You don't say what OS, but if it's linux or unix-ish, you can wrap open(), read(), write(), or any library or system call etc, with an LD_PRELOAD-able library to inject faults.
Along these lines:
http://scaryreasoner.wordpress.com/2007/11/17/using-ld_preload-libraries-and-glibc-backtrace-function-for-debugging/
I didn't go writing my own file system filter, as I initially thought, because there's a simpler solution.
1. Network i/o
I've found at least 2 ways to simulate i/o errors here.
a) Running a virtual machine (such as vmware) allows to configure bandwidth and packet loss rate. Vmware supports on-machine debugging.
b) Running a proxy on the local machine and tunneling all the traffic through it. For the case of upd/tcp communications a proxifier (e.g. widecap) can be used.
2. File i/o
I've managed to deduce this scenario to the previous one by mapping a drive letter to a network share which resides inside the virtual machine. The file i/o will be slow.
A cheaper alternative exists: to set up a local ftp server (e.g. FileZilla), configure speeds and use Novell's NetDrive to access it.
You'll wanna setup a test lab for this. What type of application are you building anyway? Are you really expecting the application be fed corrupt data?
A test technique I know the Microsoft Exchange Server people tried was sending noise to the server. Basically feeding every possible input with seemingly random data. They managed to crash the server quite often this way.
But still, if you can't trust input that hasn't been signed then general rules apply. Track every operation which could potentially be untrusted (result of corrupt data) and you should be able to handle most problems gracefully.
Just test your application behavior on random input, that should catch most problems but you'll never be able to fully protect your self from corrupt data. That's just not possible, as the data could be part of some internal buffer being handed off within the application itself.
Be mindful of when and how you decode data. That is all.
The first thing you'll need to do is define what "correct" means under these circumstances. You can only test against a definition of what behaviour is intended.

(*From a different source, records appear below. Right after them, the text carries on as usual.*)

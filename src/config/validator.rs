//! Document validation: unique routes and integer, unique ids per collection.

use crate::config::{record_id, Document};
use crate::error::ConfigError;
use std::collections::HashSet;

pub fn validate(document: &Document) -> Result<(), ConfigError> {
    let mut routes = HashSet::new();
    for collection in &document.collections {
        if !routes.insert(collection.route.as_str()) {
            return Err(ConfigError::Validation(format!(
                "duplicate route '{}'",
                collection.route
            )));
        }

        let mut ids = HashSet::new();
        for (index, record) in collection.data.iter().enumerate() {
            let id = record_id(record).ok_or_else(|| {
                ConfigError::Validation(format!(
                    "record {} in '{}' has no integer id",
                    index, collection.route
                ))
            })?;
            if !ids.insert(id) {
                return Err(ConfigError::Validation(format!(
                    "duplicate id {} in '{}'",
                    id, collection.route
                )));
            }
        }
    }
    Ok(())
}

#[cfg(test)]
mod tests {
    use super::*;

    fn parse(raw: &str) -> Document {
        serde_json::from_str(raw).unwrap()
    }

    #[test]
    fn accepts_well_formed_document() {
        let doc = parse(
            r#"[{"route":"pet","properties":[],"data":[{"id":1},{"id":2}]},
                {"route":"person","properties":["name"],"data":[]}]"#,
        );
        assert!(validate(&doc).is_ok());
    }

    #[test]
    fn rejects_duplicate_route() {
        let doc = parse(r#"[{"route":"pet","data":[]},{"route":"pet","data":[]}]"#);
        assert!(matches!(validate(&doc), Err(ConfigError::Validation(m)) if m.contains("duplicate route")));
    }

    #[test]
    fn rejects_missing_or_non_integer_id() {
        let doc = parse(r#"[{"route":"pet","data":[{"name":"Rex"}]}]"#);
        assert!(validate(&doc).is_err());
        let doc = parse(r#"[{"route":"pet","data":[{"id":"1"}]}]"#);
        assert!(validate(&doc).is_err());
    }

    #[test]
    fn rejects_duplicate_id() {
        let doc = parse(r#"[{"route":"pet","data":[{"id":3},{"id":3}]}]"#);
        assert!(matches!(validate(&doc), Err(ConfigError::Validation(m)) if m.contains("duplicate id 3")));
    }
}
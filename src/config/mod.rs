pub mod types;
pub mod loader;
pub mod validator;

pub use types::*;
pub use loader::*;
pub use validator::*;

The tactics of testing will depend on technology. In the context of automated unit testing, I have found it very useful, in OO languages such as Java, to use various flavors of "mocking" or "stubbing" to pass e.g. misbehaving InputStreams to parts of my code that used file I/O.
Consider holodeck for some of the fault injection, if you have access to spare hardware you can simulate network impairment using Netem or a commercial product based on it the Mini-Maxwell, which is much more expensive than free but possibly easier to use.